The current generation of ARM processors have terrible floating-point performance. IIRC, the Cortex-A8 and Cortex-A9 are nine cycles for a double. The latest Cortex-A15 is finally single-cycle double, but is not yet common in the market. (EDIT: See Addendum below)
Certainly, in the embedded world where I belong, a 400MHz PowerPC - theoretically two doubles per cycle - (Freescale MPC5121e) outperforms a 800MHz Cortex-A8 (Freescale i.mx535) by about 50% total time (including IO) for a numerically intensive application. The PowerPC outperforms the ARM by a factor of 2.5x for the actual numeric part! And the ARM has the benefit of 4+ years of kernel and GCC improvements!

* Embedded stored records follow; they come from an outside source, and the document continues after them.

//! Removal System
//!
//! Deletes entities in response to Remove events. Removal happens at
//! the flush point, so every system sees a consistent store during its
//! update.

use tracing::debug;

use crate::game::events::{EventKind, GameEvent};
use crate::game::systems::{System, SystemContext};

/// Processes entity removal requests.
pub struct RemovalSystem;

impl System for RemovalSystem {
    fn name(&self) -> &'static str {
        "removal"
    }

    fn interests(&self) -> &'static [EventKind] {
        &[EventKind::Remove]
    }

    fn on_event(&mut self, ctx: &mut SystemContext<'_>, event: &GameEvent) {
        if let GameEvent::Remove { entity } = event {
            debug!(entity = ?entity, kind = ?ctx.store.kind_of(*entity), "removing entity");
            ctx.store.remove_entity(*entity);
        }
    }
}

#[cfg(test)]
mod tests {
    use super::*;
    use crate::ecs::entity::EntityKind;
    use crate::ecs::store::EntityStore;
    use crate::game::constants::EngineConfig;
    use crate::game::events::EventQueue;

    #[test]
    fn test_remove_event_deletes_entity() {
        let mut store = EntityStore::new();
        let id = store.add_entity(EntityKind::Collectible);

        let mut events = EventQueue::new();
        let mut sounds = Vec::new();
        let config = EngineConfig::default();
        let mut ctx = SystemContext {
            store: &mut store,
            events: &mut events,
            sounds: &mut sounds,
            config: &config,
        };

        RemovalSystem.on_event(&mut ctx, &GameEvent::Remove { entity: id });
        assert!(!store.contains(id));
    }

    #[test]
    fn test_double_remove_is_noop() {
        let mut store = EntityStore::new();
        let id = store.add_entity(EntityKind::Collectible);
        store.remove_entity(id);

        let mut events = EventQueue::new();
        let mut sounds = Vec::new();
        let config = EngineConfig::default();
        let mut ctx = SystemContext {
            store: &mut store,
            events: &mut events,
            sounds: &mut sounds,
            config: &config,
        };
        // Second removal of the same id must not panic.
        RemovalSystem.on_event(&mut ctx, &GameEvent::Remove { entity: id });
        assert!(!store.contains(id));
    }
}
//! Homing Missile System
//!
//! Spawns missiles when the power-up fires, acquires targets, steers
//! flight, and resolves hits.

use tracing::debug;

use crate::core::vec2::Vec2;
use crate::ecs::component::{HomingMissileComponent, PowerUpKind};
use crate::ecs::entity::{EntityId, EntityKind};
use crate::ecs::factory::spawn_homing_missile;
use crate::game::constants::{MISSILE_LAUNCH_IMPULSE, MISSILE_SPAWN_AHEAD};
use crate::game::events::{EventKind, GameEvent};
use crate::game::systems::health::HealthSystem;
use crate::game::systems::physics::PhysicsSystem;
use crate::game::systems::position::PositionSystem;
use crate::game::systems::{System, SystemContext};

/// Owns homing-missile behavior.
pub struct HomingMissileSystem;

impl HomingMissileSystem {
    fn launch(ctx: &mut SystemContext<'_>, player: EntityId) {
        let Some(position) = PositionSystem::position_of(ctx.store, player) else {
            return;
        };
        let spawn_at = Vec2::new(position.x + MISSILE_SPAWN_AHEAD, position.y);
        let missile = spawn_homing_missile(ctx.store, spawn_at, player, MISSILE_LAUNCH_IMPULSE);
        debug!(player = ?player, missile = ?missile, "homing missile launched");
    }

    fn acquire_and_steer(ctx: &mut SystemContext<'_>, missile: EntityId) {
        let Some(position) = PositionSystem::position_of(ctx.store, missile) else {
            return;
        };
        let Some(guidance) = ctx.store.get::<HomingMissileComponent>(missile).copied() else {
            return;
        };

        match guidance.target {
            None => {
                let Some(target) =
                    PositionSystem::entity_ahead(ctx.store, position, EntityKind::Player)
                else {
                    return;
                };
                if let Some(component) = ctx.store.get_mut::<HomingMissileComponent>(missile) {
                    component.target = Some(target);
                }
                PhysicsSystem::apply_impulse(ctx.store, missile, guidance.impulse);
            }
            Some(target) => {
                let Some(target_position) = PositionSystem::position_of(ctx.store, target) else {
                    // Target vanished; fly on and let the floor catch it.
                    return;
                };
                let Some(velocity) = PhysicsSystem::velocity_of(ctx.store, missile) else {
                    return;
                };
                let heading = (target_position - position).normalize();
                if heading == Vec2::ZERO {
                    return;
                }
                PhysicsSystem::set_velocity(ctx.store, missile, heading.scale(velocity.length()));
                PositionSystem::rotate_toward(ctx.store, missile, heading);
            }
        }
    }

    fn handle_player_hit(ctx: &mut SystemContext<'_>, player: EntityId, missile: EntityId) {
        if ctx.store.get::<HomingMissileComponent>(missile).is_none() {
            return;
        }

        HealthSystem::apply_health_change(ctx.store, player, ctx.config.combat.missile_damage);

        // Knock the player along the missile's travel direction.
        let knockback = ctx.config.combat.missile_knockback;
        let travelling_left = PhysicsSystem::velocity_of(ctx.store, missile)
            .map(|velocity| velocity.x < 0.0)
            .unwrap_or(false);
        let impulse = if travelling_left { -knockback } else { knockback };
        PhysicsSystem::apply_impulse(ctx.store, player, impulse);

        ctx.events.push(GameEvent::Remove { entity: missile });
        if !HealthSystem::has_health(ctx.store, player) {
            debug!(player = ?player, "player died to missile");
            ctx.events.push(GameEvent::PlayerDeath { player });
        }
    }
}

impl System for HomingMissileSystem {
    fn name(&self) -> &'static str {
        "homing_missile"
    }

    fn interests(&self) -> &'static [EventKind] {
        &[
            EventKind::PowerUpGranted,
            EventKind::PlayerMissileContact,
            EventKind::MissileFloorContact,
        ]
    }

    fn update(&mut self, ctx: &mut SystemContext<'_>, _delta_time: f32) {
        for missile in ctx.store.entities_of_kind(EntityKind::HomingMissile) {
            Self::acquire_and_steer(ctx, missile);
        }
    }

    fn on_event(&mut self, ctx: &mut SystemContext<'_>, event: &GameEvent) {
        match event {
            GameEvent::PowerUpGranted { player, kind } if *kind == PowerUpKind::HomingMissile => {
                Self::launch(ctx, *player);
            }
            GameEvent::PlayerMissileContact { player, missile } => {
                Self::handle_player_hit(ctx, *player, *missile);
            }
            GameEvent::MissileFloorContact { missile } => {
                ctx.events.push(GameEvent::Remove { entity: *missile });
            }
            _ => {}
        }
    }
}
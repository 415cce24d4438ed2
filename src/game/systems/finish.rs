//! Finish System
//!
//! Marks players finished once their x-position passes a finish line,
//! emitting PlayerReachedFinish for the mode and outer layers.

use tracing::debug;

use crate::ecs::component::PlayerComponent;
use crate::ecs::entity::EntityKind;
use crate::game::events::GameEvent;
use crate::game::systems::position::PositionSystem;
use crate::game::systems::{System, SystemContext};

/// Watches players cross the finish line.
pub struct FinishSystem;

impl System for FinishSystem {
    fn name(&self) -> &'static str {
        "finish"
    }

    fn update(&mut self, ctx: &mut SystemContext<'_>, _delta_time: f32) {
        let finish_xs: Vec<f32> = ctx
            .store
            .entities_of_kind(EntityKind::FinishLine)
            .into_iter()
            .filter_map(|line| PositionSystem::position_of(ctx.store, line))
            .map(|position| position.x)
            .collect();
        if finish_xs.is_empty() {
            return;
        }

        for player in ctx.store.player_entities() {
            let Some(component) = ctx.store.get::<PlayerComponent>(player) else {
                continue;
            };
            if component.finished {
                continue;
            }
            let Some(position) = PositionSystem::position_of(ctx.store, player) else {
                continue;
            };
            if finish_xs.iter().any(|x| position.x >= *x) {
                if let Some(component) = ctx.store.get_mut::<PlayerComponent>(player) {
                    component.finished = true;
                }
                debug!(player = ?player, "player reached finish line");
                ctx.events.push(GameEvent::PlayerReachedFinish { player });
            }
        }
    }
}

#[cfg(test)]
mod tests {
    use super::*;
    use crate::core::vec2::Vec2;
    use crate::ecs::factory::{spawn_finish_line, spawn_player};
    use crate::ecs::store::EntityStore;
    use crate::game::constants::EngineConfig;
    use crate::game::events::EventQueue;

    #[test]
    fn test_player_past_line_is_marked_finished_once() {
        let mut store = EntityStore::new();
        let config = EngineConfig::default();
        let player = spawn_player(
            &mut store,
            &config.combat,
            &config.movement,
            0,
            Vec2::new(3_100.0, 200.0),
        );
        spawn_finish_line(&mut store, Vec2::new(3_050.0, 200.0));

        let mut events = EventQueue::new();
        let mut sounds = Vec::new();
        let mut ctx = SystemContext {
            store: &mut store,
            events: &mut events,
            sounds: &mut sounds,
            config: &config,
        };
        FinishSystem.update(&mut ctx, 1.0 / 60.0);

        assert!(store.get::<PlayerComponent>(player).unwrap().finished);
        assert_eq!(events.pop(), Some(GameEvent::PlayerReachedFinish { player }));

        // A second pass emits nothing new.
        let mut ctx = SystemContext {
            store: &mut store,
            events: &mut events,
            sounds: &mut sounds,
            config: &config,
        };
        FinishSystem.update(&mut ctx, 1.0 / 60.0);
        assert!(events.is_empty());
    }

    #[test]
    fn test_player_before_line_is_not_finished() {
        let mut store = EntityStore::new();
        let config = EngineConfig::default();
        let player = spawn_player(
            &mut store,
            &config.combat,
            &config.movement,
            0,
            Vec2::new(10.0, 200.0),
        );
        spawn_finish_line(&mut store, Vec2::new(3_050.0, 200.0));

        let mut events = EventQueue::new();
        let mut sounds = Vec::new();
        let mut ctx = SystemContext {
            store: &mut store,
            events: &mut events,
            sounds: &mut sounds,
            config: &config,
        };
        FinishSystem.update(&mut ctx, 1.0 / 60.0);

        assert!(!store.get::<PlayerComponent>(player).unwrap().finished);
        assert!(events.is_empty());
    }
}
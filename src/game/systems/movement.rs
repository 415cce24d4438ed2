//! Movement System
//!
//! Translates Move/StopMoving/Jump events into velocity, facing, and
//! animation changes. Player capability flags gate each input.

use crate::core::vec2::Vec2;
use crate::ecs::component::{PhysicsComponent, PlayerComponent};
use crate::ecs::entity::EntityId;
use crate::game::events::{EventKind, GameEvent};
use crate::game::systems::physics::PhysicsSystem;
use crate::game::systems::position::PositionSystem;
use crate::game::systems::sprite::SpriteSystem;
use crate::game::systems::{System, SystemContext};

/// Drives horizontal movement and jumps.
pub struct MovementSystem;

impl MovementSystem {
    fn handle_move(ctx: &mut SystemContext<'_>, entity: EntityId, to_left: bool) {
        // Players with control locked (hook in flight, death) ignore input.
        if let Some(player) = ctx.store.get::<PlayerComponent>(entity) {
            if !player.can_move {
                return;
            }
        }

        let Some(speed) = ctx
            .store
            .get::<PhysicsComponent>(entity)
            .map(|body| body.max_run_speed)
        else {
            return;
        };

        let direction = if to_left { -1.0 } else { 1.0 };
        if let Some(body) = ctx.store.get_mut::<PhysicsComponent>(entity) {
            body.velocity.x = direction * speed;
        }
        PositionSystem::set_facing_left(ctx.store, entity, to_left);
        SpriteSystem::set_animation(ctx.store, entity, if to_left { "runLeft" } else { "run" });
    }

    fn handle_stop_moving(ctx: &mut SystemContext<'_>, entity: EntityId) {
        if let Some(body) = ctx.store.get_mut::<PhysicsComponent>(entity) {
            body.velocity.x = 0.0;
        }
        SpriteSystem::clear_animation(ctx.store, entity);
    }

    fn handle_jump(ctx: &mut SystemContext<'_>, entity: EntityId, impulse: Vec2) {
        if let Some(player) = ctx.store.get::<PlayerComponent>(entity) {
            if !player.can_jump {
                return;
            }
        }

        PhysicsSystem::apply_impulse(ctx.store, entity, impulse);

        // Grounded again only after the next floor contact.
        if let Some(player) = ctx.store.get_mut::<PlayerComponent>(entity) {
            player.can_jump = false;
        }
    }
}

impl System for MovementSystem {
    fn name(&self) -> &'static str {
        "movement"
    }

    fn interests(&self) -> &'static [EventKind] {
        &[EventKind::Move, EventKind::StopMoving, EventKind::Jump]
    }

    fn on_event(&mut self, ctx: &mut SystemContext<'_>, event: &GameEvent) {
        match event {
            GameEvent::Move { entity, to_left } => Self::handle_move(ctx, *entity, *to_left),
            GameEvent::StopMoving { entity } => Self::handle_stop_moving(ctx, *entity),
            GameEvent::Jump { entity, impulse } => Self::handle_jump(ctx, *entity, *impulse),
            _ => {}
        }
    }
}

A modest Intel Atom N450 1.6GHz netbook outperforms the 400MHz PowerPC by a factor of 4x, both in total time and the numerically expensive core.
So no, I cannot recommend ARM cores for numerical applications, at least not for several generations.
Addendum:
I was a little wrong on the Cortex-A9. Whilst it is indeed a nine-cycle double, unlike the Cortex-A8, they can be pipelined and hence get results close-ish to 1DMFLOPS/MHz. The Cortex-A8 is barely more than 0.1 DMFLOPS/MHz (though single is a different story).
ATLAS benchmarks for the Cortex-A9 can be found here. Benchmarks for the Cortex-A8 can be found here.